It has not been advanced that the interpretation of the term “medicine” falls
into any one of these categories, and I see nothing unreasonable with the
interpretation the Board has given the term or its application in this case.
Indeed, as shown above, Teva initially argued during the preliminary phases of
the proceeding before the Board that Copaxone Vial should not even be used as a
comparator for the purposes of subsection 85(1)(b) and (c). Logic dictates
that if Copaxone Vial is not an appropriate therapeutic class comparator for
the purposes of paragraphs 85(1)(b) and (c), it surely is not the same
“medicine” for the purposes of 85(1)(a).
Interpreting
and Applying Subsection 85(1) of the Act
[36]
Teva
submits that the Board “brazenly” ignored Justice Hughes previous decision and
used CPI as the “trump card” against all other factors in subsection 85(1) of
the Patent Act.
[37]
It
was clear in the first decision that the Board had considered only one of the
factors in section 85(1) – CPI. In sending back the matter for
redetermination, Justice Hughes provided the following direction to the Board:
In
redetermining the matter the Board must consider all factors in section 85(1)

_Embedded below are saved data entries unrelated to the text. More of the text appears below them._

//! Payments

use chrono::NaiveDate;
use shared::models::{Payment, PaymentMethod, PaymentStatus, PaymentSummary, PaymentType, RoomType};
use shared::util::now_millis;
use sqlx::{QueryBuilder, Sqlite, SqliteConnection, SqlitePool};

pub struct NewPayment<'a> {
    pub booking_id: i64,
    pub amount: f64,
    pub method: PaymentMethod,
    pub payment_type: PaymentType,
    pub down_payment_amount: f64,
    pub due_date: Option<NaiveDate>,
    pub extend_months: i64,
    pub proof_url: Option<&'a str>,
}

pub async fn create(conn: &mut SqliteConnection, new: &NewPayment<'_>) -> Result<i64, sqlx::Error> {
    let now = now_millis();
    let result = sqlx::query(
        "INSERT INTO payments (booking_id, amount, proof_url, status, method, payment_type,
            down_payment_amount, due_date, extend_months, created_at, updated_at)
         VALUES (?, ?, ?, 'Pending', ?, ?, ?, ?, ?, ?, ?)",
    )
    .bind(new.booking_id)
    .bind(new.amount)
    .bind(new.proof_url)
    .bind(new.method)
    .bind(new.payment_type)
    .bind(new.down_payment_amount)
    .bind(new.due_date)
    .bind(new.extend_months)
    .bind(now)
    .bind(now)
    .execute(conn)
    .await?;
    Ok(result.last_insert_rowid())
}

pub async fn find_by_id(conn: &mut SqliteConnection, id: i64) -> Result<Option<Payment>, sqlx::Error> {
    sqlx::query_as("SELECT * FROM payments WHERE id = ?")
        .bind(id)
        .fetch_optional(conn)
        .await
}

pub async fn find_by_order_id(pool: &SqlitePool, order_id: &str) -> Result<Option<Payment>, sqlx::Error> {
    sqlx::query_as("SELECT * FROM payments WHERE order_id = ?")
        .bind(order_id)
        .fetch_optional(pool)
        .await
}

/// Newest first
pub async fn list_for_booking(pool: &SqlitePool, booking_id: i64) -> Result<Vec<Payment>, sqlx::Error> {
    sqlx::query_as("SELECT * FROM payments WHERE booking_id = ? ORDER BY created_at DESC, id DESC")
        .bind(booking_id)
        .fetch_all(pool)
        .await
}

pub async fn list_summaries(
    pool: &SqlitePool,
    status: Option<PaymentStatus>,
) -> Result<Vec<PaymentSummary>, sqlx::Error> {
    let mut qb = QueryBuilder::<Sqlite>::new(
        "SELECT pm.*, r.name AS room_name, u.username, p.full_name AS tenant_name
         FROM payments pm
         JOIN bookings b ON b.id = pm.booking_id
         JOIN rooms r ON r.id = b.room_id
         JOIN users u ON u.id = b.user_id
         LEFT JOIN tenant_profiles p ON p.user_id = b.user_id
         WHERE 1 = 1",
    );
    if let Some(status) = status {
        qb.push(" AND pm.status = ").push_bind(status);
    }
    qb.push(" ORDER BY pm.created_at DESC, pm.id DESC");
    qb.build_query_as().fetch_all(pool).await
}

/// Mark confirmed; returns false when the payment was already confirmed
pub async fn confirm(conn: &mut SqliteConnection, id: i64, paid_at: i64) -> Result<bool, sqlx::Error> {
    let result = sqlx::query(
        "UPDATE payments SET status = 'Confirmed', paid_at = ?, updated_at = ?
         WHERE id = ? AND status != 'Confirmed'",
    )
    .bind(paid_at)
    .bind(paid_at)
    .bind(id)
    .execute(conn)
    .await?;
    Ok(result.rows_affected() > 0)
}

/// Move a Pending payment to `status`; returns false if it was not Pending
pub async fn close_pending(conn: &mut SqliteConnection, id: i64, status: PaymentStatus) -> Result<bool, sqlx::Error> {
    let result = sqlx::query(
        "UPDATE payments SET status = ?, updated_at = ? WHERE id = ? AND status = 'Pending'",
    )
    .bind(status)
    .bind(now_millis())
    .bind(id)
    .execute(conn)
    .await?;
    Ok(result.rows_affected() > 0)
}

pub async fn set_method(conn: &mut SqliteConnection, id: i64, method: PaymentMethod) -> Result<(), sqlx::Error> {
    sqlx::query("UPDATE payments SET method = ?, updated_at = ? WHERE id = ?")
        .bind(method)
        .bind(now_millis())
        .bind(id)
        .execute(conn)
        .await?;
    Ok(())
}

pub async fn set_proof(conn: &mut SqliteConnection, id: i64, proof_url: &str) -> Result<(), sqlx::Error> {
    sqlx::query("UPDATE payments SET proof_url = ?, updated_at = ? WHERE id = ?")
        .bind(proof_url)
        .bind(now_millis())
        .bind(id)
        .execute(conn)
        .await?;
    Ok(())
}

pub async fn set_snap(pool: &SqlitePool, id: i64, order_id: &str, snap_token: &str) -> Result<(), sqlx::Error> {
    sqlx::query(
        "UPDATE payments SET order_id = ?, snap_token = ?, method = 'midtrans', updated_at = ?
         WHERE id = ?",
    )
    .bind(order_id)
    .bind(snap_token)
    .bind(now_millis())
    .bind(id)
    .execute(pool)
    .await?;
    Ok(())
}

/// Amounts of a booking's confirmed payments
pub async fn confirmed_amounts(conn: &mut SqliteConnection, booking_id: i64) -> Result<Vec<f64>, sqlx::Error> {
    sqlx::query_scalar("SELECT amount FROM payments WHERE booking_id = ? AND status = 'Confirmed'")
        .bind(booking_id)
        .fetch_all(conn)
        .await
}

/// Delete a booking's Pending payments (their reminders cascade)
pub async fn delete_pending_for_booking(conn: &mut SqliteConnection, booking_id: i64) -> Result<u64, sqlx::Error> {
    let result = sqlx::query("DELETE FROM payments WHERE booking_id = ? AND status = 'Pending'")
        .bind(booking_id)
        .execute(conn)
        .await?;
    Ok(result.rows_affected())
}

/// Confirmed down payments of open bookings that are due another reminder:
/// no unsent Pending reminder, and no reminder due after `latest_previous_due`
pub async fn down_payments_without_reminder(
    pool: &SqlitePool,
    latest_previous_due: NaiveDate,
) -> Result<Vec<Payment>, sqlx::Error> {
    sqlx::query_as(
        "SELECT pm.* FROM payments pm
         JOIN bookings b ON b.id = pm.booking_id
         WHERE pm.payment_type = 'dp' AND pm.status = 'Confirmed'
           AND b.status IN ('Confirmed', 'Active')
           AND NOT EXISTS (
               SELECT 1 FROM payment_reminders pr
               WHERE pr.payment_id = pm.id
                 AND ((pr.status = 'Pending' AND pr.is_sent = 0) OR pr.due_date > ?)
           )
         ORDER BY pm.id",
    )
    .bind(latest_previous_due)
    .fetch_all(pool)
    .await
}

/// (sum, count) of payments in a status
pub async fn totals_by_status(pool: &SqlitePool, status: PaymentStatus) -> Result<(f64, i64), sqlx::Error> {
    sqlx::query_as("SELECT COALESCE(SUM(amount), 0.0), COUNT(*) FROM payments WHERE status = ?")
        .bind(status)
        .fetch_one(pool)
        .await
}

/// Confirmed revenue grouped by `YYYY-MM` of paid_at, from `since` (epoch millis)
pub async fn monthly_confirmed(pool: &SqlitePool, since: i64) -> Result<Vec<(String, f64)>, sqlx::Error> {
    sqlx::query_as(
        "SELECT strftime('%Y-%m', paid_at / 1000, 'unixepoch') AS month, SUM(amount) AS revenue
         FROM payments
         WHERE status = 'Confirmed' AND paid_at IS NOT NULL AND paid_at >= ?
         GROUP BY month",
    )
    .bind(since)
    .fetch_all(pool)
    .await
}

/// Confirmed revenue per room type
pub async fn confirmed_by_room_type(pool: &SqlitePool) -> Result<Vec<(RoomType, f64)>, sqlx::Error> {
    sqlx::query_as(
        "SELECT r.room_type, SUM(pm.amount)
         FROM payments pm
         JOIN bookings b ON b.id = pm.booking_id
         JOIN rooms r ON r.id = b.room_id
         WHERE pm.status = 'Confirmed'
         GROUP BY r.room_type",
    )
    .fetch_all(pool)
    .await
}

and provide intelligible, clear reasons as to the consideration and weight
given to each factor. If the Board is unable to reach a conclusion having
regard to all factors under section 85(1) it must say so and then consider
section 85(2) and provide intelligible, clear reasoning as to its
consideration. The Board should not simply give lip service to these
matters and arrive at the same result. The Board should give a thorough
reconsideration of the matter without considering that it is in any way bound
to arrive at the same result.
[emphasis
added]
[38]
In
the decision presently under review, as shown above, the Board sequentially
laid out the subsection 85(1) factors in its analysis. Therefore, on its face,
it appears as though the Board gave careful consideration to each factor, in
accordance with Justice Hughes’ Judgment. However, in my view, the Board’s
decision must be set aside because it again paid no more than lip service to
the factors favouring the conclusion that the medicine was not
excessively priced, namely paragraphs 85(1)(b) and (c), and again treated
paragraph 85(1)(d), CPI, as a conclusive factor.
[39]
I
will first discuss the Board’s discounting of the former factors, and then turn
to the more fundamental legal error that underlies the Board’s analysis.
[40]
Regarding
paragraph 85(1)(b), the medicine’s price relative to “other medicines in the
same therapeutic class” in Canada, as excerpted above, the Board stated:
74. Teva relies upon the fact that Copaxone
Syringe was the lowest priced medicine in its therapeutic class to argue that
it was not excessively priced. In the Panel’s view, the information that
Copaxone Syringe was the lowest priced medicine is an important consideration
though, in weighing this factor, it is important to state that the relevant
period of time is the eight years from 2002 to 2010. Further, until 2004, the
closest comparator was Copaxone Vial and would have remained as such had it not
been taken off the market. It was the same price as Copaxone Syringe while
both were on the market.
The Board says that Copaxone
Syringe being “the lowest priced medicine in its therapeutic class” was “an
important consideration,” but goes on to lessen that significance in stating
that:
[U]ntil 2004, the closest competitor was Copaxone
Vial and would have remained as such had it not been taken off the market. It
was the same price as Copaxone Syringe while both were on the market.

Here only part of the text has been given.